I was confused on what makes a many-to-one relationship. For instance I modeled this .ddl db2 code in Rational Software Architect and its showing its a many to 1 relationship based on the code I'm going to paste.

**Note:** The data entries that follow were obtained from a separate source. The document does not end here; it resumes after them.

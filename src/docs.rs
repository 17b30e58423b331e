use crate::api::salary::SalaryMetricsQuery;
use crate::error::ErrorBody;
use crate::model::employee::{Employee, EmployeeChanges, NewEmployee};
use crate::model::salary::{
    CountrySalaryMetrics, JobTitleSalaryMetrics, SalaryBreakdown, SalaryMetrics,
};
use utoipa::OpenApi;

#[derive(OpenApi)]
#[openapi(
    info(
        title = "Payroll API",
        version = "1.0.0",
        description = r#"
## Employee & Salary API

Manages employee records and derives salary figures from them.

### 🔹 Key Features
- **Employee Management**
  - Create, update (partial), list, view and delete employees
- **Salary Calculation**
  - Net salary after country-specific TDS (India 10%, United States 12%, others 0%)
- **Salary Metrics**
  - Min / max / average salary by country, average salary by job title

### 📦 Response Format
- JSON bodies; errors are `{"error": "<message>"}`

---
Built with **Rust**, **Actix Web**, **SQLx**, and **Utoipa**.
"#,
    ),
    paths(
        crate::api::employee::create_employee,
        crate::api::employee::get_employee,
        crate::api::employee::list_employees,
        crate::api::employee::update_employee,
        crate::api::employee::delete_employee,

        crate::api::salary::calculate_salary,
        crate::api::salary::salary_metrics
    ),
    components(
        schemas(
            Employee,
            NewEmployee,
            EmployeeChanges,
            SalaryBreakdown,
            SalaryMetrics,
            CountrySalaryMetrics,
            JobTitleSalaryMetrics,
            SalaryMetricsQuery,
            ErrorBody
        )
    ),
    tags(
        (name = "Employee", description = "Employee management APIs"),
        (name = "Salary", description = "Salary calculation and metrics APIs"),
    )
)]
pub struct ApiDoc;
use crate::{
    api::employee::EMPLOYEE_NOT_FOUND,
    error::{ApiError, ErrorBody},
    model::salary::{SalaryBreakdown, SalaryMetrics},
    service::employee::EmployeeService,
};
use actix_web::{HttpResponse, web};
use serde::Deserialize;
use utoipa::{IntoParams, ToSchema};

pub const MISSING_CRITERION: &str = "must supply country or job_title";

#[derive(Debug, Deserialize, IntoParams, ToSchema)]
#[into_params(parameter_in = Query)]
pub struct SalaryMetricsQuery {
    /// Min, max and average salary for this exact country. Wins over `job_title`.
    #[schema(example = "India")]
    pub country: Option<String>,
    /// Average salary for this exact job title.
    #[schema(example = "Software Engineer")]
    pub job_title: Option<String>,
}

/// Which aggregate a metrics request asks for. Empty values count as absent.
#[derive(Debug, PartialEq)]
pub enum MetricsCriterion<'a> {
    Country(&'a str),
    JobTitle(&'a str),
}

impl SalaryMetricsQuery {
    pub fn criterion(&self) -> Result<MetricsCriterion<'_>, ApiError> {
        fn supplied(v: &Option<String>) -> Option<&str> {
            v.as_deref().filter(|s| !s.is_empty())
        }

        if let Some(country) = supplied(&self.country) {
            Ok(MetricsCriterion::Country(country))
        } else if let Some(job_title) = supplied(&self.job_title) {
            Ok(MetricsCriterion::JobTitle(job_title))
        } else {
            Err(ApiError::validation(MISSING_CRITERION))
        }
    }
}

/// Calculate deductions and net salary for an employee
#[utoipa::path(
    get,
    path = "/api/employees/{employee_id}/calculate-salary",
    params(
        ("employee_id" = u64, Path, description = "Employee ID")
    ),
    responses(
        (status = 200, description = "Salary breakdown", body = SalaryBreakdown),
        (status = 404, description = "Employee not found", body = ErrorBody),
        (status = 500, description = "Internal server error", body = ErrorBody)
    ),
    tag = "Salary"
)]
pub async fn calculate_salary(
    service: web::Data<EmployeeService>,
    path: web::Path<u64>,
) -> Result<HttpResponse, ApiError> {
    let employee_id = path.into_inner();

    let employee = service
        .get_by_id(employee_id)
        .await?
        .ok_or_else(|| ApiError::not_found(EMPLOYEE_NOT_FOUND))?;

    Ok(HttpResponse::Ok().json(service.net_salary_for(&employee)))
}

/// Salary metrics by country or job title
#[utoipa::path(
    get,
    path = "/api/salary-metrics",
    params(SalaryMetricsQuery),
    responses(
        (status = 200, description = "Country metrics (min/max/avg) or job title average", body = SalaryMetrics),
        (status = 400, description = "Neither country nor job_title supplied", body = ErrorBody, example = json!({
            "error": "must supply country or job_title"
        })),
        (status = 404, description = "No employees match", body = ErrorBody),
        (status = 500, description = "Internal server error", body = ErrorBody)
    ),
    tag = "Salary"
)]
pub async fn salary_metrics(
    service: web::Data<EmployeeService>,
    query: web::Query<SalaryMetricsQuery>,
) -> Result<HttpResponse, ApiError> {
    let metrics = match query.criterion()? {
        MetricsCriterion::Country(country) => service
            .metrics_by_country(country)
            .await?
            .map(SalaryMetrics::Country)
            .ok_or_else(|| ApiError::not_found("no employees found for this country"))?,
        MetricsCriterion::JobTitle(job_title) => service
            .metrics_by_job_title(job_title)
            .await?
            .map(SalaryMetrics::JobTitle)
            .ok_or_else(|| ApiError::not_found("no employees found for this job title"))?,
    };

    Ok(HttpResponse::Ok().json(metrics))
}
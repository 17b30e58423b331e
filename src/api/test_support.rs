use std::sync::Arc;

use actix_web::{test::TestRequest, web};
use serde_json::json;

use crate::repository::InMemoryEmployeeRepository;
use crate::salary::tax_rates::TaxRateTable;
use crate::service::employee::EmployeeService;

/// Fresh service over an empty in-memory store.
pub(crate) fn service_data() -> web::Data<EmployeeService> {
    web::Data::new(EmployeeService::new(
        Arc::new(InMemoryEmployeeRepository::default()),
        Arc::new(TaxRateTable::default()),
    ))
}

pub(crate) fn create_request(full_name: &str, job_title: &str, country: &str, salary: f64) -> TestRequest {
    TestRequest::post().uri("/api/employees").set_json(json!({
        "full_name": full_name,
        "job_title": job_title,
        "country": country,
        "salary": salary
    }))
}

/// API routes under `/api`, without the rate limiter.
macro_rules! test_app {
    () => {
        actix_web::test::init_service(
            actix_web::App::new()
                .app_data($crate::api::test_support::service_data())
                .service(actix_web::web::scope("/api").configure($crate::routes::api_routes)),
        )
        .await
    };
}

pub(crate) use test_app;
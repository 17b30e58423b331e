use async_trait::async_trait;

use crate::error::StoreError;
use crate::model::employee::{Employee, EmployeeChanges, NewEmployee};
use crate::model::salary::SalaryAggregate;

pub mod memory;
pub mod mysql;

pub use memory::InMemoryEmployeeRepository;
pub use mysql::MySqlEmployeeRepository;

/// Persistence contract for employee records.
///
/// Input is assumed validated. "Not found" is reported as `None`/`false`,
/// only store failures are errors. Aggregates read the live state.
#[async_trait]
pub trait EmployeeRepository: Send + Sync {
    /// Persist a new record and assign it a fresh id.
    async fn insert(&self, new: NewEmployee) -> Result<Employee, StoreError>;

    async fn find_by_id(&self, id: u64) -> Result<Option<Employee>, StoreError>;

    /// All records in insertion order.
    async fn find_all(&self) -> Result<Vec<Employee>, StoreError>;

    /// Atomically write only the supplied fields. `None` if `id` is unknown.
    async fn apply_partial_update(
        &self,
        id: u64,
        changes: EmployeeChanges,
    ) -> Result<Option<Employee>, StoreError>;

    /// `true` if a record existed and was removed.
    async fn remove(&self, id: u64) -> Result<bool, StoreError>;

    /// Min/max/avg salary for an exact country match, `None` if nobody matches.
    async fn aggregate_by_country(&self, country: &str)
    -> Result<Option<SalaryAggregate>, StoreError>;

    /// Average salary for an exact job title match, `None` if nobody matches.
    async fn aggregate_avg_by_job_title(&self, job_title: &str) -> Result<Option<f64>, StoreError>;
}
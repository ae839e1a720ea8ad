use std::{
    fs::{self, File},
    io::{self, BufRead, BufReader},
    path::PathBuf,
    sync::Arc,
};

use crate::{Error, Result};

/// Where the lines to count come from.
#[derive(Debug, Clone)]
pub struct Corpus {
    source: Source,
}

#[derive(Debug, Clone)]
enum Source {
    File(PathBuf),
    Memory(Arc<str>),
}

impl Corpus {
    /// Opens a corpus file. A missing or non-regular file is rejected here rather than on first read.
    pub fn open(path: impl Into<PathBuf>) -> Result<Self> {
        let path = path.into();
        let meta = fs::metadata(&path).map_err(|e| Error::unreadable(&path, e))?;
        if !meta.is_file() {
            let e = io::Error::new(io::ErrorKind::InvalidInput, "not a regular file");
            return Err(Error::unreadable(path, e));
        }
        Ok(Self {
            source: Source::File(path),
        })
    }

    pub fn from_text(text: impl Into<String>) -> Self {
        Self {
            source: Source::Memory(Arc::from(text.into())),
        }
    }

    pub fn from_lines<I, S>(lines: I) -> Self
    where
        I: IntoIterator<Item = S>,
        S: AsRef<str>,
    {
        let mut text = String::new();
        for line in lines {
            text.push_str(line.as_ref());
            text.push('\n');
        }
        Self::from_text(text)
    }

    /// Human readable name used in logs and reports.
    pub fn name(&self) -> String {
        match &self.source {
            Source::File(path) => path.display().to_string(),
            Source::Memory(_) => "<memory>".to_string(),
        }
    }

    /// A fresh lazy pass over the lines. Every call starts from the first line.
    pub fn lines(&self) -> Result<Lines> {
        let inner = match &self.source {
            Source::File(path) => {
                let file = File::open(path).map_err(|e| Error::unreadable(path, e))?;
                Inner::File {
                    path: path.clone(),
                    lines: BufReader::new(file).lines(),
                }
            }
            Source::Memory(text) => Inner::Memory {
                text: Arc::clone(text),
                pos: 0,
            },
        };
        Ok(Lines { inner })
    }

    pub fn read_lines(&self) -> Result<Vec<String>> {
        self.lines()?.collect()
    }
}

/// Lazy line sequence produced by [`Corpus::lines`].
pub struct Lines {
    inner: Inner,
}

enum Inner {
    File {
        path: PathBuf,
        lines: io::Lines<BufReader<File>>,
    },
    Memory {
        text: Arc<str>,
        pos: usize,
    },
}

impl Iterator for Lines {
    type Item = Result<String>;

    fn next(&mut self) -> Option<Self::Item> {
        match &mut self.inner {
            Inner::File { path, lines } => {
                let line = lines.next()?;
                Some(line.map_err(|e| Error::unreadable(path.as_path(), e)))
            }
            Inner::Memory { text, pos } => {
                if *pos >= text.len() {
                    return None;
                }
                let rest = &text[*pos..];
                let (line, advance) = match rest.find('\n') {
                    Some(end) => (&rest[..end], end + 1),
                    None => (rest, rest.len()),
                };
                *pos += advance;
                Some(Ok(line.strip_suffix('\r').unwrap_or(line).to_owned()))
            }
        }
    }
}
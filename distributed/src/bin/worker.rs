use anyhow::{Context, Result};
use common::count_tokens_from;
use distributed::{
    init_logger,
    service::{PartitionRequest, TallyReply},
};
use prost::Message;
use std::{
    io::{self, Read, Write},
    process,
};
use tracing::{debug, error};

fn main() -> Result<()> {
    let _guard = init_logger(None);

    let mut buf = Vec::new();
    io::stdin().lock().read_to_end(&mut buf)?;
    let request = PartitionRequest::decode_length_delimited(buf.as_slice())
        .context("decode partition request")?;
    let index = request.index;
    debug!(index, lines = request.lines.len(), "counting");

    let first_line = request.first_line.max(1) as usize;
    let reply = match count_tokens_from(&request.lines, first_line) {
        Ok(tally) => TallyReply::counted(index, tally),
        Err(e) => {
            error!(index, "{e}");
            TallyReply::failed(index, e)
        }
    };
    let failed = reply.error.is_some();

    let mut stdout = io::stdout().lock();
    stdout.write_all(&reply.encode_length_delimited_to_vec())?;
    stdout.flush()?;

    if failed {
        process::exit(2);
    }
    Ok(())
}
use std::{
    env, io,
    path::{Path, PathBuf},
};

use time::macros::format_description;
use tracing_appender::non_blocking::WorkerGuard;
use tracing_subscriber::{fmt, fmt::time::LocalTime, prelude::*, EnvFilter};

pub mod generate;
pub mod report;
pub mod service;
pub mod strategy;

pub use common::{Corpus, Error, Result, Tally, WorkerCount};

/// Environment variable holding the log filter, e.g. `WORDCOUNT_LOG=distributed=debug`.
pub const LOG_ENV: &str = "WORDCOUNT_LOG";

const WORKER_BIN: &str = "worker";

/// Installs the global subscriber: stderr always, plus a daily rolling file when `log_dir` is set.
///
/// The returned guard flushes the file writer on drop and must live as long as `main`.
pub fn init_logger(log_dir: Option<&Path>) -> Option<WorkerGuard> {
    let timer = LocalTime::new(format_description!(
        "[hour]:[minute]:[second].[subsecond digits:3]"
    ));
    let filter = || EnvFilter::try_from_env(LOG_ENV).unwrap_or_else(|_| EnvFilter::new("info"));

    let stderr = fmt::layer()
        .with_timer(timer.clone())
        .with_writer(io::stderr)
        .with_filter(filter());

    let (file, guard) = match log_dir {
        Some(dir) => {
            let appender = tracing_appender::rolling::daily(dir, "wordcount.log");
            let (writer, guard) = tracing_appender::non_blocking(appender);
            let layer = fmt::layer()
                .with_timer(timer)
                .with_ansi(false)
                .with_writer(writer)
                .with_filter(filter());
            (Some(layer), Some(guard))
        }
        None => (None, None),
    };

    tracing_subscriber::registry().with(stderr).with(file).init();
    guard
}

/// Path of the `worker` binary installed next to the running executable.
pub fn worker_bin() -> io::Result<PathBuf> {
    let exe = env::current_exe()?;
    let dir = exe
        .parent()
        .ok_or_else(|| io::Error::new(io::ErrorKind::NotFound, "executable has no parent"))?;
    Ok(dir.join(format!("{WORKER_BIN}{}", env::consts::EXE_SUFFIX)))
}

The reason Im' asking this is because I'm writing a program and I need to show a many to one relationship so when I model the code it will also appear.
Here is the .ddl:
Code:
CREATE TABLE NODE_OBJ (
HOSTNAME VARCHAR(250),
MGMT_IPADDR VARCHAR(60),
NETVIEW_ID CHAR(32),
NODE_ID CHAR(32) NOT NULL,
OBJ_ID DECIMAL(20 , 0),
SELECTION_NAME VARCHAR(120),
STATUS INTEGER,
TCPIP_JOB_NAME VARCHAR(25),
SYSPLEX_NAME VARCHAR(25),
SYSTEM_NAME VARCHAR(25),
IS_MANAGED INTEGER,
USER_CREATED INTEGER,
IS_DELETED TIMESTAMP,
IS_DHCP CHAR(1)
)
DATA CAPTURE NONE ;
CREATE TABLE ITM_SERVICES (
NODE_ID CHAR(32) NOT NULL,
SVC_NAME VARCHAR(120) NOT NULL
)
DATA CAPTURE NONE ;
ALTER TABLE NODE_OBJ ADD CONSTRAINT PK_NODE_OBJ PRIMARY KEY (NODE_ID);
ALTER TABLE ITM_SERVICES ADD CONSTRAINT PK_ITM_SERVICES PRIMARY KEY (NODE_ID, SVC_NAME);
ALTER TABLE NODE_OBJ ADD CONSTRAINT NODE_OBJ_NETVIEW_ID_MAP_FK FOREIGN KEY (HOSTNAME)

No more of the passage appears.